This must be one of the more bizarre videos to accompany a scientific paper this year: an electric eel leaping out of a tank to shock a fake alligator head. The experiment, which demonstrates how eels react to half-submerged predators by leaping up out of water and administering defensive volleys of high-voltage electricity, is the brainchild of Kenneth Catania, a biologist at Vanderbilt University in Nashville, Tennessee.

Catania first spotted the behaviour during earlier laboratory experiments with electric eels (Electrophorus electricus), when they would leap upwards to attack a metal-rimmed net as he was trying to fish them out of their tanks. He analysed it by presenting the eels with carbon rods and aluminium plates at which they struck; the video’s plastic alligator, with its flashing light-emitting diodes that are powered by the eel’s electrocution, is his dramatic demonstration of the effect. The results are published this week in the Proceedings of the National Academy of Sciences.
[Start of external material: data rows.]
use serde::{Deserialize, Serialize};
use std::collections::HashSet;
use std::path::Path;
use std::time::Duration;

use crate::credentials::CredentialSpec;
use crate::{CallscribeError, Result};

/// Run configuration
///
/// Deserializes from JSON with per-field defaults; only `credentials`
/// has no usable default. Validated before any job is dispatched.
#[derive(Debug, Clone, Serialize, Deserialize)]
#[serde(default)]
pub struct RunConfig {
    /// Credentials the pool schedules across
    pub credentials: Vec<CredentialSpec>,
    /// Fraction of each nominal provider limit actually used (never 1.0
    /// in practice, to leave retry headroom)
    pub safety_factor: f64,
    /// Recordings with a known duration below this are skipped outright
    pub min_duration_seconds: f64,
    /// Transient attempts per job before it is failed
    pub max_attempts: u32,
    /// Base delay of the exponential retry backoff
    pub backoff_base_seconds: f64,
    /// Upper bound on the retry backoff
    pub backoff_cap_seconds: f64,
    /// Credential exclusion period after a rate-limit rejection
    pub cooldown_seconds: f64,
    /// Consecutive rejections before a credential is excluded for the run
    pub max_consecutive_rejections: u32,
    /// Worker task count; 0 means auto (3x credential count, minimum 2)
    pub worker_count: usize,
    /// Fallback poll interval while parked waiting for a credential
    pub poll_interval_seconds: f64,
    /// Minimum interval between fetch starts across all workers; 0 disables
    pub fetch_min_interval_seconds: f64,
    /// Audio-seconds estimate used for quota admission when a descriptor's
    /// duration is unknown before fetch
    pub unknown_duration_estimate_seconds: f64,
    /// Re-attempt jobs whose checkpoint says Failed on a previous run
    pub retry_failed: bool,
}

impl Default for RunConfig {
    fn default() -> Self {
        Self {
            credentials: Vec::new(),
            safety_factor: 0.9,
            min_duration_seconds: 20.0,
            max_attempts: 3,
            backoff_base_seconds: 2.0,
            backoff_cap_seconds: 60.0,
            cooldown_seconds: 120.0,
            max_consecutive_rejections: 3,
            worker_count: 0,
            poll_interval_seconds: 2.0,
            fetch_min_interval_seconds: 0.5,
            unknown_duration_estimate_seconds: 60.0,
            retry_failed: false,
        }
    }
}

impl RunConfig {
    /// Load a configuration from a JSON file
    pub fn load<P: AsRef<Path>>(path: P) -> Result<Self> {
        let contents = std::fs::read_to_string(&path).map_err(|e| {
            CallscribeError::Config(format!(
                "failed to read config {}: {e}",
                path.as_ref().display()
            ))
        })?;
        let config: Self = serde_json::from_str(&contents).map_err(|e| {
            CallscribeError::Config(format!(
                "failed to parse config {}: {e}",
                path.as_ref().display()
            ))
        })?;
        Ok(config)
    }

    /// Fill in credential secrets from the environment where `secret_env`
    /// names a variable and `secret` is empty
    pub fn resolve_secrets(&mut self) -> Result<()> {
        for spec in &mut self.credentials {
            if !spec.secret.is_empty() {
                continue;
            }
            if let Some(var) = &spec.secret_env {
                spec.secret = std::env::var(var).map_err(|_| {
                    CallscribeError::Config(format!(
                        "credential {}: environment variable {var} is not set",
                        spec.id
                    ))
                })?;
            }
        }
        Ok(())
    }

    /// Reject configurations that cannot run; these are the only errors
    /// that abort before dispatch
    pub fn validate(&self) -> Result<()> {
        if self.credentials.is_empty() {
            return Err(CallscribeError::Config(
                "no credentials configured".to_string(),
            ));
        }
        if !(self.safety_factor > 0.0 && self.safety_factor <= 1.0) {
            return Err(CallscribeError::Config(format!(
                "safety_factor must be in (0, 1], got {}",
                self.safety_factor
            )));
        }
        if self.max_attempts == 0 {
            return Err(CallscribeError::Config(
                "max_attempts must be at least 1".to_string(),
            ));
        }
        if self.poll_interval_seconds <= 0.0 {
            return Err(CallscribeError::Config(
                "poll_interval_seconds must be positive".to_string(),
            ));
        }
        for field in [
            ("min_duration_seconds", self.min_duration_seconds),
            ("backoff_base_seconds", self.backoff_base_seconds),
            ("backoff_cap_seconds", self.backoff_cap_seconds),
            ("cooldown_seconds", self.cooldown_seconds),
            ("fetch_min_interval_seconds", self.fetch_min_interval_seconds),
            (
                "unknown_duration_estimate_seconds",
                self.unknown_duration_estimate_seconds,
            ),
        ] {
            if !field.1.is_finite() || field.1 < 0.0 {
                return Err(CallscribeError::Config(format!(
                    "{} must be a non-negative number, got {}",
                    field.0, field.1
                )));
            }
        }

        let mut seen = HashSet::new();
        for spec in &self.credentials {
            if spec.id.is_empty() {
                return Err(CallscribeError::Config(
                    "credential with empty id".to_string(),
                ));
            }
            if !seen.insert(spec.id.as_str()) {
                return Err(CallscribeError::Config(format!(
                    "duplicate credential id {}",
                    spec.id
                )));
            }
            if spec.requests_per_minute <= 0.0 || spec.audio_seconds_per_hour <= 0.0 {
                return Err(CallscribeError::Config(format!(
                    "credential {}: limits must be positive",
                    spec.id
                )));
            }
        }
        Ok(())
    }

    /// Resolved worker count (see `worker_count`)
    pub fn effective_worker_count(&self) -> usize {
        if self.worker_count > 0 {
            self.worker_count
        } else {
            (self.credentials.len() * 3).max(2)
        }
    }

    pub fn backoff_base(&self) -> Duration {
        Duration::from_secs_f64(self.backoff_base_seconds)
    }

    pub fn backoff_cap(&self) -> Duration {
        Duration::from_secs_f64(self.backoff_cap_seconds)
    }

    pub fn cooldown(&self) -> Duration {
        Duration::from_secs_f64(self.cooldown_seconds)
    }

    pub fn poll_interval(&self) -> Duration {
        Duration::from_secs_f64(self.poll_interval_seconds)
    }
}

#[cfg(test)]
mod tests {
    use super::*;
    use tempfile::TempDir;

    fn spec(id: &str) -> CredentialSpec {
        CredentialSpec {
            id: id.to_string(),
            secret: "k".to_string(),
            secret_env: None,
            requests_per_minute: 60.0,
            audio_seconds_per_hour: 7200.0,
        }
    }

    #[test]
    fn test_defaults() {
        let config = RunConfig::default();
        assert_eq!(config.safety_factor, 0.9);
        assert_eq!(config.max_attempts, 3);
        assert_eq!(config.worker_count, 0);
        assert!(!config.retry_failed);
    }

    #[test]
    fn test_validate_requires_credentials() {
        let config = RunConfig::default();
        assert!(config.validate().is_err());
    }

    #[test]
    fn test_validate_accepts_sane_config() {
        let config = RunConfig {
            credentials: vec![spec("a")],
            ..RunConfig::default()
        };
        assert!(config.validate().is_ok());
    }

    #[test]
    fn test_validate_rejects_duplicate_ids() {
        let config = RunConfig {
            credentials: vec![spec("a"), spec("a")],
            ..RunConfig::default()
        };
        assert!(config.validate().is_err());
    }

    #[test]
    fn test_validate_rejects_bad_safety_factor() {
        let config = RunConfig {
            credentials: vec![spec("a")],
            safety_factor: 1.3,
            ..RunConfig::default()
        };
        assert!(config.validate().is_err());
    }

    #[test]
    fn test_effective_worker_count_auto_scales() {
        let config = RunConfig {
            credentials: vec![spec("a"), spec("b")],
            ..RunConfig::default()
        };
        assert_eq!(config.effective_worker_count(), 6);

        let pinned = RunConfig {
            worker_count: 4,
            ..config
        };
        assert_eq!(pinned.effective_worker_count(), 4);
    }

    #[test]
    fn test_load_from_json() {
        let dir = TempDir::new().unwrap();
        let path = dir.path().join("config.json");
        std::fs::write(
            &path,
            r#"{
                "credentials": [
                    {"id": "key-1", "secret": "s1", "requests_per_minute": 30, "audio_seconds_per_hour": 7200}
                ],
                "safety_factor": 0.85,
                "worker_count": 8
            }"#,
        )
        .unwrap();

        let config = RunConfig::load(&path).unwrap();
        assert_eq!(config.credentials.len(), 1);
        assert_eq!(config.safety_factor, 0.85);
        assert_eq!(config.worker_count, 8);
        // Unspecified fields fall back to defaults
        assert_eq!(config.max_attempts, 3);
        assert!(config.validate().is_ok());
    }

    #[test]
    fn test_resolve_secrets_from_env() {
        std::env::set_var("CALLSCRIBE_TEST_KEY", "from-env");
        let mut config = RunConfig {
            credentials: vec![CredentialSpec {
                id: "a".to_string(),
                secret: String::new(),
                secret_env: Some("CALLSCRIBE_TEST_KEY".to_string()),
                requests_per_minute: 60.0,
                audio_seconds_per_hour: 7200.0,
            }],
            ..RunConfig::default()
        };

        config.resolve_secrets().unwrap();
        assert_eq!(config.credentials[0].secret, "from-env");
    }

    #[test]
    fn test_resolve_secrets_missing_env_is_an_error() {
        let mut config = RunConfig {
            credentials: vec![CredentialSpec {
                id: "a".to_string(),
                secret: String::new(),
                secret_env: Some("CALLSCRIBE_DEFINITELY_UNSET".to_string()),
                requests_per_minute: 60.0,
                audio_seconds_per_hour: 7200.0,
            }],
            ..RunConfig::default()
        };
        assert!(config.resolve_secrets().is_err());
    }
}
The behaviour allows eels to directly shock their opponents, rather than having their voltage dissipated by water. It is the first time that this has been recorded in a research paper, Catania says — although he argues that his discovery supports a widely disbelieved observation made more than 200 years ago by the Prussian explorer and naturalist Alexander von Humboldt. In a paper published in 1807, von Humboldt recounted that he had seen South American native fishermen herding horses into a pool of electric eels; the eels would discharge themselves against the horses and could be fished safely when they were exhausted.

Historic leap

Harold Zakon, who studies electric fish at the University of Texas at Austin, says that the work is an attractive blend of science history and experimental science. “What makes Ken's paper so nice is that, like an eel, Ken made a leap: from a behaviour that he noticed to Humboldt's account. Then he did the experimental work to get the details,” he says.

Catania says that his latest work adds to findings that electric eels are more sophisticated than just being crude giant batteries that discharge shocks. For example, as he showed in research that made media headlines in 2014 and 2015, eels on the attack can use their electricity first to force prey to twitch, then — like a taser — to freeze the muscles of their victims, and finally to monitor fast-moving prey.

Catania doesn’t know what he’ll study next, but adds that one of the biggest questions about eels is still unresolved: no one knows how an eel can electrocute its victim without shocking itself.